• **Available records**:

use chrono::{DateTime, Utc};
use serde::{Deserialize, Serialize};
use sqlx::{FromRow, SqliteConnection, SqliteExecutor};
use validator::Validate;

use crate::models::{category::Category, tag::Tag};

/// Represents the 'posts' table in the database.
#[derive(Debug, Clone, FromRow, Serialize, Deserialize)]
pub struct Post {
    pub id: i64,
    pub category_id: i64,
    pub author_id: i64,
    pub title: String,
    pub slug: String,
    pub content: String,
    /// Path or URL of the cover picture. Uploading happens elsewhere.
    pub photo: String,
    pub time_create: DateTime<Utc>,
    pub time_update: DateTime<Utc>,
    pub is_published: bool,
    pub is_blocked: bool,
}

impl std::fmt::Display for Post {
    fn fmt(&self, f: &mut std::fmt::Formatter<'_>) -> std::fmt::Result {
        let head: String = self.title.chars().take(25).collect();
        write!(f, "{}...", head)
    }
}

const POST_COLUMNS: &str = "id, category_id, author_id, title, slug, content, photo, \
                            time_create, time_update, is_published, is_blocked";

/// Row for listing pages, joined with author and category.
#[derive(Debug, Clone, FromRow, Serialize)]
pub struct PostListItem {
    pub id: i64,
    pub title: String,
    pub slug: String,
    pub photo: String,
    pub author_id: i64,
    pub author_username: String,
    pub category_slug: String,
    pub time_create: DateTime<Utc>,
}

/// Full single-post view.
#[derive(Debug, Serialize)]
pub struct PostDetail {
    #[serde(flatten)]
    pub post: Post,
    pub author_username: String,
    pub category: Category,
    pub tags: Vec<Tag>,
    /// All comments, published or not.
    pub comment_count: i64,
    pub like_count: i64,
    /// Whether the requesting user has liked the post.
    pub is_liked: bool,
}

/// Values for a new post after the request has been resolved
/// (slug derived, category and tags looked up, content sanitized).
#[derive(Debug, Clone)]
pub struct NewPost {
    pub category_id: i64,
    pub author_id: i64,
    pub title: String,
    pub slug: String,
    pub content: String,
    pub photo: String,
    pub is_published: bool,
    pub tag_ids: Vec<i64>,
}

/// Partial update; `None` leaves the column untouched.
#[derive(Debug, Clone, Default)]
pub struct PostChanges {
    pub category_id: Option<i64>,
    pub title: Option<String>,
    pub content: Option<String>,
    pub photo: Option<String>,
    pub is_published: Option<bool>,
    pub tag_ids: Option<Vec<i64>>,
}

impl Post {
    pub async fn find<'e, E>(executor: E, id: i64) -> Result<Option<Post>, sqlx::Error>
    where
        E: SqliteExecutor<'e>,
    {
        sqlx::query_as::<_, Post>(&format!("SELECT {POST_COLUMNS} FROM posts WHERE id = $1"))
            .bind(id)
            .fetch_optional(executor)
            .await
    }

    pub async fn find_by_slug<'e, E>(executor: E, slug: &str) -> Result<Option<Post>, sqlx::Error>
    where
        E: SqliteExecutor<'e>,
    {
        sqlx::query_as::<_, Post>(&format!("SELECT {POST_COLUMNS} FROM posts WHERE slug = $1"))
            .bind(slug)
            .fetch_optional(executor)
            .await
    }

    /// Published, unblocked posts ordered by creation time then title,
    /// optionally restricted to one category.
    pub async fn list_published<'e, E>(
        executor: E,
        category_id: Option<i64>,
        limit: i64,
        offset: i64,
    ) -> Result<Vec<PostListItem>, sqlx::Error>
    where
        E: SqliteExecutor<'e>,
    {
        sqlx::query_as::<_, PostListItem>(
            r#"
            SELECT
                p.id, p.title, p.slug, p.photo, p.author_id,
                u.username AS author_username,
                c.slug AS category_slug,
                p.time_create
            FROM posts p
            JOIN users u ON p.author_id = u.id
            JOIN categories c ON p.category_id = c.id
            WHERE p.is_published = TRUE
              AND p.is_blocked = FALSE
              AND ($1 IS NULL OR p.category_id = $1)
            ORDER BY p.time_create, p.title
            LIMIT $2 OFFSET $3
            "#,
        )
        .bind(category_id)
        .bind(limit)
        .bind(offset)
        .fetch_all(executor)
        .await
    }

    /// Inserts the post and its tag links on one connection.
    /// Callers wrap this in a transaction.
    pub async fn create(conn: &mut SqliteConnection, new: &NewPost) -> Result<Post, sqlx::Error> {
        let now = Utc::now();
        let post = sqlx::query_as::<_, Post>(&format!(
            r#"
            INSERT INTO posts
                (category_id, author_id, title, slug, content, photo,
                 time_create, time_update, is_published, is_blocked)
            VALUES ($1, $2, $3, $4, $5, $6, $7, $7, $8, FALSE)
            RETURNING {POST_COLUMNS}
            "#
        ))
        .bind(new.category_id)
        .bind(new.author_id)
        .bind(new.title.as_str())
        .bind(new.slug.as_str())
        .bind(new.content.as_str())
        .bind(new.photo.as_str())
        .bind(now)
        .bind(new.is_published)
        .fetch_one(&mut *conn)
        .await?;

        Self::set_tags(conn, post.id, &new.tag_ids).await?;
        Ok(post)
    }

    /// Applies `changes` and refreshes `time_update`.
    pub async fn update(
        conn: &mut SqliteConnection,
        id: i64,
        changes: &PostChanges,
    ) -> Result<Option<Post>, sqlx::Error> {
        let post = sqlx::query_as::<_, Post>(&format!(
            r#"
            UPDATE posts SET
                category_id = COALESCE($2, category_id),
                title = COALESCE($3, title),
                content = COALESCE($4, content),
                photo = COALESCE($5, photo),
                is_published = COALESCE($6, is_published),
                time_update = $7
            WHERE id = $1
            RETURNING {POST_COLUMNS}
            "#
        ))
        .bind(id)
        .bind(changes.category_id)
        .bind(changes.title.as_deref())
        .bind(changes.content.as_deref())
        .bind(changes.photo.as_deref())
        .bind(changes.is_published)
        .bind(Utc::now())
        .fetch_optional(&mut *conn)
        .await?;

        if let (Some(post), Some(tag_ids)) = (&post, &changes.tag_ids) {
            Self::set_tags(conn, post.id, tag_ids).await?;
        }
        Ok(post)
    }

    /// Replaces the tag set of a post.
    pub async fn set_tags(
        conn: &mut SqliteConnection,
        post_id: i64,
        tag_ids: &[i64],
    ) -> Result<(), sqlx::Error> {
        sqlx::query("DELETE FROM post_tags WHERE post_id = $1")
            .bind(post_id)
            .execute(&mut *conn)
            .await?;

        for tag_id in tag_ids {
            sqlx::query("INSERT OR IGNORE INTO post_tags (post_id, tag_id) VALUES ($1, $2)")
                .bind(post_id)
                .bind(*tag_id)
                .execute(&mut *conn)
                .await?;
        }
        Ok(())
    }

    pub async fn delete<'e, E>(executor: E, id: i64) -> Result<bool, sqlx::Error>
    where
        E: SqliteExecutor<'e>,
    {
        let result = sqlx::query("DELETE FROM posts WHERE id = $1")
            .bind(id)
            .execute(executor)
            .await?;
        Ok(result.rows_affected() > 0)
    }

    pub async fn set_blocked<'e, E>(executor: E, id: i64, blocked: bool) -> Result<bool, sqlx::Error>
    where
        E: SqliteExecutor<'e>,
    {
        let result = sqlx::query("UPDATE posts SET is_blocked = $1, time_update = $2 WHERE id = $3")
            .bind(blocked)
            .bind(Utc::now())
            .bind(id)
            .execute(executor)
            .await?;
        Ok(result.rows_affected() > 0)
    }

    /// Visible to everyone only when published and not blocked.
    pub fn is_public(&self) -> bool {
        self.is_published && !self.is_blocked
    }
}

/// DTO for creating a new post.
#[derive(Debug, Deserialize, Validate)]
pub struct CreatePostRequest {
    #[validate(length(
        min = 1,
        max = 255,
        message = "Title length must be between 1 and 255 chars"
    ))]
    pub title: String,

    /// Derived from the title when omitted.
    #[validate(length(min = 1, max = 255))]
    pub slug: Option<String>,

    #[serde(default)]
    #[validate(length(max = 100000, message = "Content is too long"))]
    pub content: String,

    /// Path or URL of an already uploaded picture.
    #[validate(length(min = 1, max = 500))]
    pub photo: String,

    /// Category slug.
    #[validate(length(min = 1, max = 255))]
    pub category: String,

    /// Tag slugs.
    #[serde(default)]
    pub tags: Vec<String>,

    #[serde(default)]
    pub is_published: bool,
}

/// DTO for updating a post. Fields are optional.
#[derive(Debug, Deserialize, Validate)]
pub struct UpdatePostRequest {
    #[validate(length(min = 1, max = 255))]
    pub title: Option<String>,
    #[validate(length(max = 100000))]
    pub content: Option<String>,
    #[validate(length(min = 1, max = 500))]
    pub photo: Option<String>,
    pub category: Option<String>,
    pub tags: Option<Vec<String>>,
    pub is_published: Option<bool>,
}

/// Query parameters for listing posts.
#[derive(Debug, Default, Deserialize)]
pub struct PostListParams {
    /// Number of items to return (default: 20, max: 100).
    pub limit: Option<i64>,
    pub offset: Option<i64>,
}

• **Instructions to follow**: Write out exactly the lines from the start of the material through the line with "Full single-post view.". No other output is expected.

• **Written solution**:
use chrono::{DateTime, Utc};
use serde::{Deserialize, Serialize};
use sqlx::{FromRow, SqliteConnection, SqliteExecutor};
use validator::Validate;

use crate::models::{category::Category, tag::Tag};

/// Represents the 'posts' table in the database.
#[derive(Debug, Clone, FromRow, Serialize, Deserialize)]
pub struct Post {
    pub id: i64,
    pub category_id: i64,
    pub author_id: i64,
    pub title: String,
    pub slug: String,
    pub content: String,
    /// Path or URL of the cover picture. Uploading happens elsewhere.
    pub photo: String,
    pub time_create: DateTime<Utc>,
    pub time_update: DateTime<Utc>,
    pub is_published: bool,
    pub is_blocked: bool,
}

impl std::fmt::Display for Post {
    fn fmt(&self, f: &mut std::fmt::Formatter<'_>) -> std::fmt::Result {
        let head: String = self.title.chars().take(25).collect();
        write!(f, "{}...", head)
    }
}

const POST_COLUMNS: &str = "id, category_id, author_id, title, slug, content, photo, \
                            time_create, time_update, is_published, is_blocked";

/// Row for listing pages, joined with author and category.
#[derive(Debug, Clone, FromRow, Serialize)]
pub struct PostListItem {
    pub id: i64,
    pub title: String,
    pub slug: String,
    pub photo: String,
    pub author_id: i64,
    pub author_username: String,
    pub category_slug: String,
    pub time_create: DateTime<Utc>,
}

/// Full single-post view.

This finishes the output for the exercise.